Bon, peut-être qu’on n’avait pas tout compris d’elle alors.

La véritable héroïne d’Ares se prénomme Rosa. Nous faisons sa connaissance au fil de scènes qui semblent se dérouler après l’introduction ci-dessus. C’est une étudiante de première année en médecine, brillante, curieuse, exigeante. Pas au point d’être sélectionnée pour le programme de recherche qui la fascine, toutefois. Qu’est-ce qui lui manque ? Peut-être de la disponibilité. Rosa doit en effet s’occuper de sa mère, dont les difficultés cognitives vont s’aggravant ; lorsque son père travaille de nuit à l’hôpital, c’est à la jeune femme de surveiller sa mère dans leur petit logement HLM, sans aide aucune. Une lourde responsabilité dont elle ne prend visiblement jamais congés.
Sauf que ce soir-là, c’est différent. Ce soir-là, son meilleur ami Jacob, qu’elle n’a pas vu depuis 3 mois, réapparaît et veut l’emmener dîner. Il semble nerveux, craintif peut-être même. Toutefois il apparaît aussi réfractaire à l’idée de répondre aux questions de Rosa, et notamment pourquoi il l’a ghostée pendant 3 mois. Où était-il ? Qu’est-ce qui lui arrive ? Il n’a pas le temps de s’expliquer que trois étranges étudiants s’insèrent dans leur soirée. Ils sont mystérieux, et Rosa pressent qu’ils ont un lien avec le comportement de son ami. Mais à mesure que la soirée avance, elle est aussi curieuse pour elle-même. Elle finit par comprendre qu’ils font partie d’une société secrète du nom d’Ares, qui réunit une forme d’élite. En dépit des avertissements de Jacob, elle décide de rejoindre Ares.

Vous l’aurez peut-être deviné : hormis cette fameuse scène d’introduction, il n’y a en réalité pas de quoi se faire dessus pendant l’essentiel du pilote d’Ares. Après cette scène choquante, la série opte en réalité plutôt pour une atmosphère de thriller intrigant, où ce qui est supposé donner des frissons, c’est de savoir ce qu’est exactement Ares. Le mystère qui entoure Carmen, qui est de toute évidence la leader du groupe, les interactions étranges ou l’angoisse palpable de Jacob, tentent d’instiller une peur de l’inconnu. Personne ne dit à Rosa (et donc aux spectateurs) ce qu’il y a d’effrayant dans les agissements des membres d’Ares, mais c’est précisément cela qui est supposé nous mettre à cran, et bien entendu, nous intriguer en même temps.

Le hic avec ce procédé, c’est qu’on a précisément eu droit à cette scène introductive que j’ai évoquée plus haut. Elle n’est pas juste gore, cette scène : elle délivre aussi des éléments de réponse.
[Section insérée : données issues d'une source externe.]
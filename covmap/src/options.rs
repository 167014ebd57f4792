use anyhow::{anyhow, Error as AnyError};
use clap::{Args, Parser, Subcommand};
use coverage::{
    propah::terrain::{geo::Coord, FoliageSpacing},
    ExecutionMode, Request,
};
use std::{path::PathBuf, str::FromStr};

/// Render RF coverage maps and link profiles over LiDAR terrain and
/// canopy.
#[derive(Parser, Debug, Clone)]
pub struct Cli {
    /// Directory holding metadata.json and the quantized grids.
    #[arg(short, long)]
    pub data_dir: PathBuf,

    /// Memory map grids instead of reading them into memory.
    #[arg(long, default_value_t = false)]
    pub mem_map: bool,

    #[command(subcommand)]
    pub cmd: Command,
}

#[derive(Debug, Subcommand, Clone)]
pub enum Command {
    /// Render a coverage PNG and its JSON legend.
    Render(Render),

    /// Analyze a single link.
    Link(Link),
}

/// A projected "x,y" coordinate, in the dataset's CRS.
#[derive(Clone, Debug, Copy, PartialEq)]
pub struct XY(pub Coord<f64>);

impl FromStr for XY {
    type Err = AnyError;
    fn from_str(s: &str) -> Result<Self, AnyError> {
        let (x_str, y_str) = s
            .split_once(',')
            .ok_or_else(|| anyhow!("not a valid x,y"))?;
        let x = f64::from_str(x_str.trim())?;
        let y = f64::from_str(y_str.trim())?;
        Ok(Self(Coord { x, y }))
    }
}

/// Radio and tracing parameters shared by all commands.
#[derive(Args, Debug, Clone)]
pub struct Radio {
    /// Frequency, in GHz.
    #[arg(short, long, default_value_t = 0.868)]
    pub freq: f64,

    /// Transmitter antenna height above ground, in meters.
    #[arg(long, default_value_t = 2.0)]
    pub tx_alt: f64,

    /// Receiver antenna height above ground, in meters.
    #[arg(long, default_value_t = 1.0)]
    pub rx_alt: f64,

    /// Transmit power, in dBm.
    #[arg(long, default_value_t = 14.0, allow_hyphen_values = true)]
    pub tx_power: f64,

    /// Receiver sensitivity, in dBm.
    #[arg(long, default_value_t = -137.0, allow_hyphen_values = true)]
    pub rx_threshold: f64,

    /// Fade margin, in dB.
    #[arg(long, default_value_t = 0.0)]
    pub reliability: f64,

    /// Ray-march step size, in meters.
    #[arg(short, long, default_value_t = 10.0)]
    pub step: f64,

    /// Credit foliage with the marched step length instead of the
    /// requested step size.
    #[arg(long, default_value_t = false)]
    pub actual_spacing: bool,
}

impl Radio {
    pub fn foliage_spacing(&self) -> FoliageSpacing {
        if self.actual_spacing {
            FoliageSpacing::Actual
        } else {
            FoliageSpacing::Nominal
        }
    }
}

#[derive(Args, Debug, Clone)]
pub struct Render {
    /// Transmitter "x,y".
    #[arg(long)]
    pub tx: XY,

    #[command(flatten)]
    pub radio: Radio,

    /// Output cells per axis.
    #[arg(short, long, default_value_t = 256)]
    pub resolution: usize,

    /// Scales normalized margin before coloring.
    #[arg(long, default_value_t = 1.0)]
    pub boost: f64,

    /// Exponent applied to normalized margin before coloring.
    #[arg(long, default_value_t = 0.7)]
    pub gamma: f64,

    /// Worker threads (defaults to one per core).
    #[arg(long)]
    pub threads: Option<usize>,

    /// Output PNG. A JSON legend is written next to it.
    #[arg(short, long)]
    pub out: PathBuf,
}

impl Render {
    pub fn request(&self) -> Request {
        Request {
            tx: self.tx.0,
            freq_ghz: self.radio.freq,
            tx_alt_m: self.radio.tx_alt,
            rx_alt_m: self.radio.rx_alt,
            tx_power_dbm: self.radio.tx_power,
            rx_threshold_dbm: self.radio.rx_threshold,
            reliability_db: self.radio.reliability,
            step_m: self.radio.step,
            resolution: self.resolution,
            boost: self.boost,
            gamma: self.gamma,
            foliage_spacing: self.radio.foliage_spacing(),
            execution: self
                .threads
                .map_or(ExecutionMode::Parallel, ExecutionMode::Threads),
        }
    }
}

#[derive(Args, Debug, Clone)]
pub struct Link {
    /// Transmitter "x,y".
    #[arg(long)]
    pub tx: XY,

    /// Receiver "x,y".
    #[arg(long)]
    pub rx: XY,

    #[command(flatten)]
    pub radio: Radio,

    #[command(subcommand)]
    pub format: LinkFormat,
}

#[derive(Debug, Subcommand, Clone, Copy)]
pub enum LinkFormat {
    /// Print profile values to stdout.
    Csv,

    /// Print profile values and losses to stdout.
    Json,

    /// Plot to terminal.
    Plot,

    /// Print the loss breakdown.
    Summary,
}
Dans la pratique, c’est donc assez étrange d’essayer de poser des questions d’un air mystérieux, quand des réponses nous ont déjà été délivrées ! Pas toutes les réponses, évidemment, loin s’en faut, mais cela crée en tout cas juste ce qu’il faut de paradoxe pour ne pas vraiment ressentir sa curiosité, ou même sa peur, lorsque finalement en fin d’épisode elle commence à passer par le même bizutage que l’inconnue qui nous a introduits à Ares. Cette rupture du contrat horrifique confère à quiconque regarde les événements l’impression que ce qui arrive à Rosa n’est même pas tellement grave, en fait… Pour le moment, qu’est-ce qui distingue réellement les scènes de bizutage d’Ares de celles que nous avons vues dans d’autres fictions du genre ? Ce n’est pas bien clair. Ce peut tout-à-fait le devenir par la suite, et encore heureux (et d’ailleurs peut-être que cette séquence introductive cache d’autres réponses à des questions que nous ne nous sommes pas encore posées). Toujours est-il qu’à l’heure actuelle, le pilote peine à instaurer l’ambiance promise.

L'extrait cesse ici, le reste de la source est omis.